In the simulation, all inventory is stored on the food stand. Storage space is limited, and the goal is to balance maximizing cash flow and storage space. 

Bulk Purchasing

Maximizing storage space may sometimes mean bulk-purchasing some ingredients to reap cost savings. Before making a bulk purchase, consider the discounts on offer from vendors closely to be sure: 

a. The cost savings is worth tying up the cash.

b. There is sufficient space to store the items.

c. There are no potential expiration issues. 

Minimizing Waste

Properly managed inventory ensures minimal waste. Waste can be categorized as any ingredient or drink thrown away due to overstocking, spoilage, or expiration. In the simulation, wastage occurs when ingredients or drinks get thrown away because you ordered more than you could store. Any purchased item that exceeds the food stand's storage limit turns to a loss called Wasted Overstock. It is easy to overstock in a bid to reap some cost savings on bulk purchasing an ingredient.

Expiry Management

Expiration issues are a serious consideration when making bulk purchases. Although this might not be in the simulation yet, expiry management is an essential part of food inventory management and deserves mention.  Food safety mandates that safe and fresh ingredients are used in all consumable products. You need to use your stock well before its expiry date and ensure that no product that includes expired ingredients is sold to customers. One way to ensure effective expiry management is using the "First Expired, First Out" (FEFO) method. FEFO means that the ingredients with the earliest expiration date are used first. 

But FEFO will be unable to help if an item or ingredient with low demand is bulk-purchased. It is safer and more profitable to make bulk purchases of high-demand items and ingredients to avoid the loss of having some stock expire while in storage. 

To do this, however, a knowledge of how the food stand consumes each ingredient daily is required. And this knowledge is at the heart of sales forecasting. 

Sales Forecasting

Intelligent sales forecasting improves the inventory management process. Accurately estimating the food stand's future sales under varying conditions will help to avoid unnecessary inventory purchases. 

There is no single way of accurately estimating sales for a food stand. Still, you can use some information in the simulation to generate a decent estimate. The quickest way is to track the number of burgers and drinks sold daily and use that as an estimate for future inventory needs. This method, while easy, does not account for the different factors that impact sales. 

Performance Logs

To significantly increase accuracy, the following data can be logged:

  • Daily or weekly number of burgers and drinks sold per stand.
  • Amount of ingredients used (per recipe).
  • Average population size during the period (including any event that caused an increase or decrease).
  • Weather and temperature during the period.
  • Any news events or occurrences during the period.

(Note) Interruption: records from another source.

use crate::config::ProjectConfigManager;
use crate::core::{display_relative, error::Result, ProcessExecutor};
use crate::pipeline::artifact::{format_bytes, scan_dist};
use crate::pipeline::ProjectContext;
use colored::Colorize;

pub async fn execute(project_mgr: &ProjectConfigManager) -> Result<()> {
    println!("{}", "Running environment checks...".bold());
    println!();

    let config = project_mgr.load().await?;
    let ctx = ProjectContext::new(project_mgr.project_dir(), config);
    let mut all_ok = true;

    println!("Project root: {}", ctx.root.display().to_string().yellow());
    if project_mgr.exists() {
        println!(
            "Config: {}",
            project_mgr.config_path().display().to_string().yellow()
        );
    } else {
        println!("Config: {}", "built-in defaults".yellow());
    }
    println!();

    for (label, program) in [
        ("builder", &ctx.config.build.program),
        ("uploader", &ctx.config.upload.program),
    ] {
        print!("Checking {} ({})... ", label, program.cyan());
        if ProcessExecutor::check_command_exists(program) {
            println!("{}", "✓".green());
        } else {
            println!("{}", "✗ Not found".red());
            all_ok = false;
        }
    }

    print!("Checking descriptor... ");
    let descriptor = ctx.descriptor_path();
    if descriptor.is_file() {
        println!(
            "{} ({})",
            "✓".green(),
            display_relative(&ctx.root, &descriptor).yellow()
        );
    } else {
        println!(
            "{} {}",
            "✗ Missing".red(),
            display_relative(&ctx.root, &descriptor)
        );
        all_ok = false;
    }

    print!("Checking stale build output... ");
    let stale = ctx.cleaner().targets().await?;
    if stale.is_empty() {
        println!("{}", "✓ None".green());
    } else {
        println!("{} {} path(s), removed by the next run", "○".yellow(), stale.len());
        for path in &stale {
            println!("  - {}", display_relative(&ctx.root, path).yellow());
        }
    }

    print!("Checking dist... ");
    let artifacts = scan_dist(&ctx.dist_dir()).await?;
    if artifacts.is_empty() {
        println!("{}", "○ Empty".yellow());
    } else {
        println!("{} {} file(s)", "✓".green(), artifacts.len());
        for artifact in &artifacts {
            println!(
                "  - {} [{}] {}",
                artifact.file_name.cyan(),
                artifact.kind,
                format_bytes(artifact.size)
            );
        }
    }

    println!();
    if all_ok {
        println!("{}", "All checks passed!".green().bold());
    } else {
        println!(
            "{}",
            "Some checks failed. Please fix the issues above."
                .yellow()
                .bold()
        );
    }

    Ok(())
}
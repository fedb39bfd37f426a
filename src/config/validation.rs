use crate::config::schema::{ProjectConfig, ToolConfig};
use crate::core::error::{DistkitError, Result};
use crate::core::fs::has_wildcard;
use std::path::{Component, Path};

/// Check a clean pattern: relative, no `..`, wildcards in the last component only.
pub fn validate_clean_pattern(pattern: &str) -> Result<()> {
    if pattern.trim().is_empty() {
        return Err(DistkitError::Config(
            "clean.paths cannot contain empty entries".to_string(),
        ));
    }

    let path = Path::new(pattern);
    let components: Vec<Component<'_>> = path.components().collect();

    for (idx, component) in components.iter().enumerate() {
        match component {
            Component::Normal(name) => {
                let is_last = idx + 1 == components.len();
                if !is_last && name.to_str().is_some_and(has_wildcard) {
                    return Err(DistkitError::Config(format!(
                        "clean.paths entry '{}' may only use wildcards in its last component",
                        pattern
                    )));
                }
            }
            Component::CurDir => {}
            _ => {
                return Err(DistkitError::Config(format!(
                    "clean.paths entry '{}' must be a relative path inside the project",
                    pattern
                )));
            }
        }
    }

    if !components.iter().any(|c| matches!(c, Component::Normal(_))) {
        return Err(DistkitError::Config(format!(
            "clean.paths entry '{}' would remove the project root",
            pattern
        )));
    }

    Ok(())
}

fn validate_tool(section: &str, tool: &ToolConfig) -> Result<()> {
    if tool.program.trim().is_empty() {
        return Err(DistkitError::Config(format!(
            "{}.program cannot be empty",
            section
        )));
    }
    Ok(())
}

fn normalized(pattern: &str) -> String {
    Path::new(pattern)
        .components()
        .filter(|c| !matches!(c, Component::CurDir))
        .map(|c| c.as_os_str().to_string_lossy().to_string())
        .collect::<Vec<_>>()
        .join("/")
}

pub fn validate_project_config(config: &ProjectConfig) -> Result<()> {
    if config.project.descriptor.trim().is_empty() {
        return Err(DistkitError::Config(
            "project.descriptor cannot be empty".to_string(),
        ));
    }

    let dist_dir = config.project.dist_dir.trim();
    if dist_dir.is_empty() || has_wildcard(dist_dir) {
        return Err(DistkitError::Config(
            "project.dist_dir must be a plain relative path".to_string(),
        ));
    }

    for pattern in &config.clean.paths {
        validate_clean_pattern(pattern)?;
    }

    // dist_dir is itself validated as a clean pattern: relative, inside the project.
    validate_clean_pattern(dist_dir)?;

    let dist_norm = normalized(dist_dir);
    if !config
        .clean
        .paths
        .iter()
        .any(|p| normalized(p) == dist_norm)
    {
        return Err(DistkitError::Config(format!(
            "clean.paths must include project.dist_dir ('{}') so builds start from an empty output directory",
            dist_dir
        )));
    }

    validate_tool("build", &config.build)?;
    validate_tool("upload", &config.upload)?;

    if config.environment.keys().any(|k| k.trim().is_empty()) {
        return Err(DistkitError::Config(
            "environment cannot contain empty variable names".to_string(),
        ));
    }

    Ok(())
}

#[cfg(test)]
mod tests {
    use super::*;

    #[test]
    fn default_config_is_valid() {
        validate_project_config(&ProjectConfig::default()).unwrap();
    }

    #[test]
    fn rejects_escaping_and_absolute_patterns() {
        assert!(validate_clean_pattern("../build").is_err());
        assert!(validate_clean_pattern("/tmp/build").is_err());
        assert!(validate_clean_pattern(".").is_err());
        assert!(validate_clean_pattern("").is_err());
    }

    #[test]
    fn wildcards_only_in_last_component() {
        assert!(validate_clean_pattern("*.egg-info").is_ok());
        assert!(validate_clean_pattern("src/*.egg-info").is_ok());
        assert!(validate_clean_pattern("*/build").is_err());
    }

    #[test]
    fn dist_dir_must_be_cleaned() {
        let mut config = ProjectConfig::default();
        config.clean.paths = vec!["build".to_string(), "*.egg-info".to_string()];

        let msg = validate_project_config(&config).unwrap_err().to_string();
        assert!(msg.contains("project.dist_dir"), "unexpected error: {}", msg);

        config.clean.paths.push("./dist".to_string());
        validate_project_config(&config).unwrap();
    }

    #[test]
    fn tool_programs_cannot_be_empty() {
        let mut config = ProjectConfig::default();
        config.upload.program = "  ".to_string();

        let msg = validate_project_config(&config).unwrap_err().to_string();
        assert!(msg.contains("upload.program"), "unexpected error: {}", msg);
    }
}
pub mod commands;

use crate::config::ProjectConfigManager;
use crate::pipeline::Stage;
use clap::{Parser, Subcommand};
use std::path::PathBuf;

#[derive(Parser)]
#[command(
    name = "distkit",
    version,
    about = "Clean, build and upload the distributions of a Python project",
    long_about = None
)]
pub struct Cli {
    /// Project root (default: nearest directory with distkit.toml, setup.py or pyproject.toml)
    #[arg(long, global = true, value_name = "DIR")]
    pub project_dir: Option<PathBuf>,

    /// Capture builder/uploader output behind a spinner (shown again on failure)
    #[arg(short, long, global = true)]
    pub quiet: bool,

    #[command(subcommand)]
    pub command: Option<Commands>,
}

#[derive(Subcommand)]
pub enum Commands {
    /// Remove build/, dist/ and *.egg-info
    Clean,

    /// Clean, then build an sdist and a wheel into dist/
    Build,

    /// Clean, build, then upload everything in dist/ to the package index
    Upload,

    /// Write a default distkit.toml into the project root
    Init {
        /// Overwrite an existing distkit.toml
        #[arg(long)]
        force: bool,
    },

    /// Check that the builder, uploader and descriptor are available
    Doctor,
}

fn project_manager(
    project_dir: Option<PathBuf>,
) -> crate::core::error::Result<ProjectConfigManager> {
    match project_dir {
        Some(dir) => Ok(ProjectConfigManager::new(&dir)),
        None => ProjectConfigManager::from_current_dir(),
    }
}

pub async fn run(cli: Cli) -> crate::core::error::Result<()> {
    let project_mgr = project_manager(cli.project_dir)?;
    tracing::debug!(root = %project_mgr.project_dir().display(), "project root");

    match cli.command.unwrap_or(Commands::Build) {
        Commands::Clean => commands::stage::execute(&project_mgr, Stage::Clean, cli.quiet).await,

        Commands::Build => commands::stage::execute(&project_mgr, Stage::Build, cli.quiet).await,

        Commands::Upload => {
            commands::stage::execute(&project_mgr, Stage::Upload, cli.quiet).await
        }

        Commands::Init { force } => commands::init::execute(&project_mgr, force).await,

        Commands::Doctor => commands::doctor::execute(&project_mgr).await,
    }
}
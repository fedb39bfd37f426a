use crate::core::error::{DistkitError, Result};
use crate::core::{display_relative, list_visible_files, CommandRunner, Invocation};
use crate::pipeline::{ProjectContext, Stage};
use std::path::PathBuf;

/// Hands every file in dist to the upload client as one batch.
pub struct Publisher<'a> {
    ctx: &'a ProjectContext,
}

impl<'a> Publisher<'a> {
    pub fn new(ctx: &'a ProjectContext) -> Self {
        Self { ctx }
    }

    pub async fn files(&self) -> Result<Vec<PathBuf>> {
        list_visible_files(&self.ctx.dist_dir()).await
    }

    pub fn invocation(&self, files: &[PathBuf]) -> Invocation {
        let upload = &self.ctx.config.upload;
        Invocation::new(&upload.program, self.ctx.root.clone())
            .args(upload.args.iter().cloned())
            .args(files.iter().map(|f| display_relative(&self.ctx.root, f)))
            .envs(&self.ctx.config.environment)
    }

    pub async fn publish(&self, runner: &dyn CommandRunner) -> Result<Vec<PathBuf>> {
        let files = self.files().await?;
        if files.is_empty() {
            return Err(DistkitError::NothingToUpload(self.ctx.dist_dir()));
        }

        let invocation = self.invocation(&files);
        let outcome = runner.run(&invocation).await?;
        if !outcome.success() {
            return Err(DistkitError::StageFailed {
                stage: Stage::Upload.as_str(),
                program: invocation.program,
                code: outcome.exit_code,
            });
        }

        Ok(files)
    }
}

These logs can serve as historical performance data to guide daily or weekly sales estimates and hence, stock purchasing decisions.

Using a PAR System

Stock requirement estimates can be narrowed further to the ingredient level by combining the information in your logs with a Par System. PAR stands for Periodic Automatic Replenishment. While the name sounds complex, it is a straightforward system. It indicates the amount of stock needed to service your food stand over a fixed period. 

If you use 300 grams of burger patty in a particular recipe daily or weekly, that's your par for the period. You will maintain a par sheet where the amount of inventory left in storage is updated and compared with your par, and the difference is purchased accordingly. 

For instance, if the food stand uses 72 cans of sauce per week, the amount of sauce entered in the par sheet is 72. The sheet is reviewed at the beginning and end of the week, alongside the number of cans left in storage. Then, orders for the following week are placed to ensure the minimum par level is met. Par levels change based on season, weather, and events. You can easily use the information in your logs to predict appropriate par levels under varying conditions.